If the appropriate official of any municipality determines, upon due
investigation, that any building or structure located within the area
affected by a conservation plan, adopted by the municipality pursuant to
the Urban Community Conservation Act,
fails to conform to the standards and provisions of such plan, and the
owner or owners of such building or structure fails, after due notice, to
cause such property so to conform, the municipality has the power to make
application to the circuit court for an injunction requiring compliance
with such plan or for such other order as the court may deem necessary or
appropriate to secure such compliance.
The hearing upon such suit shall be expedited by the court and shall be
given precedence over all other actions.
If, upon application hereunder, the court orders the appointment of a
receiver to cause such building or structure to conform, such receiver may
use the rents and issues of such property toward maintenance, repair
and rehabilitation of the property prior to and despite any assignment of
rents; and the court may further authorize the receiver to recover the cost
of such maintenance, repair and rehabilitation by the issuance and sale of
notes or receiver's certificates bearing such interest as the court may
fix, and such notes or certificates, after their initial issuance and
transfer by the receiver, shall be freely transferable and when sold or
transferred by the receiver in return for a valuable consideration in
money, material, labor or services, shall be a first lien upon the real
estate and the rents and issues thereof, and shall be superior to all prior
assignments of rents and all prior existing liens and encumbrances, except
taxes; provided, that within 90 days of such sale or transfer for value by
the receiver of such note or certificate, the holder thereof shall file
notice of lien in the office of the recorder in the county in which the
real estate is located, or in the office of the registrar of titles of such
county if the real estate affected is registered under the Registered Titles
(Torrens) Act. The notice of the lien
filed shall set forth (1) a description of the real estate affected
sufficient for the identification thereof, (2) the face amount of the
receiver's note or certificate, together with the interest payable thereon,
and (3) the date when the receiver's note or certificate was sold or
transferred for value by the receiver. Upon payment to the holder of the
receiver's note or certificate of the face amount thereof together with any
interest thereon to such date of payment, and upon the filing of record of
a sworn statement of such payment, the lien of such certificate shall be
released. Unless the lien is enforced pursuant to subsection (b), the lien
may be enforced by proceedings to foreclose as in the case of mortgages or
mechanics' liens, and such action to foreclose such lien may be commenced
at any time after the date of default. For the purposes of this subsection
(a), the date of default shall be deemed to occur 90 days from the date of
issuance of the receiver's certificate if at that time the certificate
remains unpaid in whole or in part.
In the event a receiver appointed under this subsection (a) completes a
feasibility study which study finds that the property cannot be economically
brought into compliance with the minimum standards of health and safety as set
forth in the applicable ordinances of the municipality, the receiver may
petition the court for reimbursement for the cost of the feasibility study from
the receivership feasibility study and fee fund. The court shall review the
petition and authorize reimbursement from the fund to the receiver if the court
finds that the findings in the feasibility report are reasonable, that the fee
for the feasibility report is reasonable, and that the receiver is unable to
obtain reimbursement other than by foreclosure of a lien on the property. If
the court grants the petition for reimbursement from the fund and, upon
receiving certification from the court of the amount to be paid, the county
treasurer shall order that amount paid from the fund to the receiver. If the
court grants the petition for reimbursement from the fund, the court shall also
authorize and direct the receiver to issue a certificate of lien against title.
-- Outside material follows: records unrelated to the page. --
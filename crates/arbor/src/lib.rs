#![forbid(unsafe_code)]

//! Arbor public facade crate.
//!
//! Re-exports the types a host needs to mount and drive a collapsible tree
//! diagram, plus a prelude for day-to-day usage.
//!
//! ```ignore
//! use arbor::prelude::*;
//!
//! let mut viewer = arbor::load_json(json, Size::new(928.0, 600.0), ViewerConfig::default())?;
//! viewer.push_event(PointerEvent::click(40.0, 10.0).into());
//! viewer.step()?;
//! let svg = viewer.svg(&SvgExporter::default());
//! ```

// --- Core re-exports -------------------------------------------------------

pub use arbor_core::animation::EasingFn;
pub use arbor_core::error::{ArborError, HierarchyFault};
pub use arbor_core::event::{
    Event, Modifiers, PinchEvent, PointerButton, PointerEvent, PointerEventKind, WheelDeltaMode,
    WheelEvent,
};
pub use arbor_core::geometry::{Margins, Point, Size, Transform, ViewBox};

// --- Layout re-exports -----------------------------------------------------

pub use arbor_layout::{
    Expansion, ExpansionPolicy, FlatHierarchy, HierarchySource, LayoutConfig, NodeId,
    SourceRecord, ToggleOutcome, Tree, TreeNode,
};

// --- Render re-exports -----------------------------------------------------

pub use arbor_render::{
    GlyphShape, LinkShape, Phase, RenderStyle, Rgb, Scene, SvgExporter, TransitionTiming,
};

// --- Viewer re-exports -----------------------------------------------------

pub use arbor_web::{
    EventResponse, FrameOutput, HostCapabilities, StepResult, ToggleTrigger, TreeViewer,
    ViewerConfig, ZoomConfig,
};

// --- Errors ---------------------------------------------------------------

/// Top-level error type for arbor hosts.
pub type Error = ArborError;

/// Standard result type for arbor APIs.
pub type Result<T> = std::result::Result<T, Error>;

/// Parse a JSON hierarchy and mount a viewer on `container`.
pub fn load_json(json: &str, container: Size, config: ViewerConfig) -> Result<TreeViewer> {
    let record = SourceRecord::from_json_str(json)?;
    TreeViewer::mount(&record, Some(container), config)
}

// --- Prelude --------------------------------------------------------------

pub mod prelude {
    pub use crate::{
        Error, Event, ExpansionPolicy, Modifiers, NodeId, PointerEvent, Result, Size,
        SourceRecord, SvgExporter, TreeViewer, ViewerConfig, WheelEvent,
    };

    pub use crate::{core, layout, render, web};
}

pub use arbor_core as core;
pub use arbor_layout as layout;
pub use arbor_render as render;
pub use arbor_web as web;

#[cfg(test)]
mod tests {
    use super::*;

    const FLARE: &str = r#"{
        "name": "flare",
        "children": [
            {"name": "analytics", "children": [{"name": "cluster", "value": 3}]},
            {"name": "animate", "children": []},
            {"name": "data"}
        ]
    }"#;

    #[test]
    fn load_json_mounts() {
        let mut viewer = load_json(FLARE, Size::new(928.0, 600.0), ViewerConfig::default()).unwrap();
        assert_eq!(viewer.tree().len(), 5);
        // Root open, "analytics" closed.
        assert_eq!(viewer.frame().scene.present_keys().len(), 4);
    }

    #[test]
    fn load_json_reports_parse_errors() {
        let err = load_json("{\"name\": ", Size::new(928.0, 600.0), ViewerConfig::default())
            .unwrap_err();
        assert!(matches!(err, Error::InvalidSource { line: 1, .. }));
    }

    #[test]
    fn load_json_requires_container() {
        let err = load_json(FLARE, Size::new(928.0, -1.0), ViewerConfig::default()).unwrap_err();
        assert!(matches!(err, Error::MissingContainer { .. }));
    }
}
The recorded lien shall be a first lien upon the real estate and shall be
superior to all prior liens and encumbrances except real estate taxes. The
court shall also order the receiver to reimburse the fund to the extent that
the receiver is reimbursed upon foreclosure of the receiver's lien upon sale of
the property.
In any proceedings hereunder in which the court orders the appointment
of a receiver, the court may further authorize the receiver to enter into
such agreements and to do such acts as may be required to obtain first
mortgage insurance on the receiver's notes or certificates from an agency
of the Federal Government.
(b) In any case where a municipality has obtained a lien pursuant to
subsection (a), the municipality may enforce such lien pursuant to
this subsection (b) in the same proceeding in which the lien is authorized.
A municipality desiring to enforce a lien under this subsection (b) shall
petition the court to retain jurisdiction for foreclosure proceedings under
this subsection. Notice of the petition shall be served, by certified or
registered mail, on all persons who were served notice under subsection (a).
The court shall conduct a hearing on the petition not less than 15
days after such notice is served. If the court determines that the
requirements of this subsection (b) have been satisfied, it shall grant the
petition and retain jurisdiction over the matter until the foreclosure
proceeding is completed. If the court denies the petition, the municipality
may enforce the lien in a separate action as provided in subsection (a).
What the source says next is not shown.